- _Dataset extract_

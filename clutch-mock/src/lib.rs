//! In-memory mock of the Clutch listing API
//!
//! Serves `cars` and `properties` with the same wire shapes as the real
//! backend and lets tests inject reorder and load failures.

pub mod api;
pub mod state;

pub use api::{MockError, build_router};
pub use state::{MockState, Table};

use std::net::SocketAddr;
use std::sync::Arc;
use tokio::task::JoinHandle;

/// Serve the mock on `addr` until the task is aborted
pub async fn serve(state: Arc<MockState>, addr: SocketAddr) -> std::io::Result<()> {
    let listener = tokio::net::TcpListener::bind(addr).await?;
    tracing::info!("Mock listing API on http://{}", listener.local_addr()?);
    axum::serve(listener, build_router(state)).await
}

/// Bind an ephemeral localhost port and serve in the background
///
/// Returns the bound address; the server stops when the handle is aborted
/// or the runtime shuts down.
pub async fn spawn(state: Arc<MockState>) -> std::io::Result<(SocketAddr, JoinHandle<()>)> {
    let listener = tokio::net::TcpListener::bind("127.0.0.1:0").await?;
    let addr = listener.local_addr()?;
    let app = build_router(state);

    let handle = tokio::spawn(async move {
        if let Err(e) = axum::serve(listener, app).await {
            tracing::error!(error = %e, "Mock server stopped");
        }
    });

    Ok((addr, handle))
}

- _Work request_
Repeat the data exactly, with every line included.

- _Reply_
filename clutch-mock/src/lib.rs
//! In-memory mock of the Clutch listing API
//!
//! Serves `cars` and `properties` with the same wire shapes as the real
//! backend and lets tests inject reorder and load failures.

pub mod api;
pub mod state;

pub use api::{MockError, build_router};
pub use state::{MockState, Table};

use std::net::SocketAddr;
use std::sync::Arc;
use tokio::task::JoinHandle;

/// Serve the mock on `addr` until the task is aborted
pub async fn serve(state: Arc<MockState>, addr: SocketAddr) -> std::io::Result<()> {
    let listener = tokio::net::TcpListener::bind(addr).await?;
    tracing::info!("Mock listing API on http://{}", listener.local_addr()?);
    axum::serve(listener, build_router(state)).await
}

/// Bind an ephemeral localhost port and serve in the background
///
/// Returns the bound address; the server stops when the handle is aborted
/// or the runtime shuts down.
pub async fn spawn(state: Arc<MockState>) -> std::io::Result<(SocketAddr, JoinHandle<()>)> {
    let listener = tokio::net::TcpListener::bind("127.0.0.1:0").await?;
    let addr = listener.local_addr()?;
    let app = build_router(state);

    let handle = tokio::spawn(async move {
        if let Err(e) = axum::serve(listener, app).await {
            tracing::error!(error = %e, "Mock server stopped");
        }
    });

    Ok((addr, handle))
}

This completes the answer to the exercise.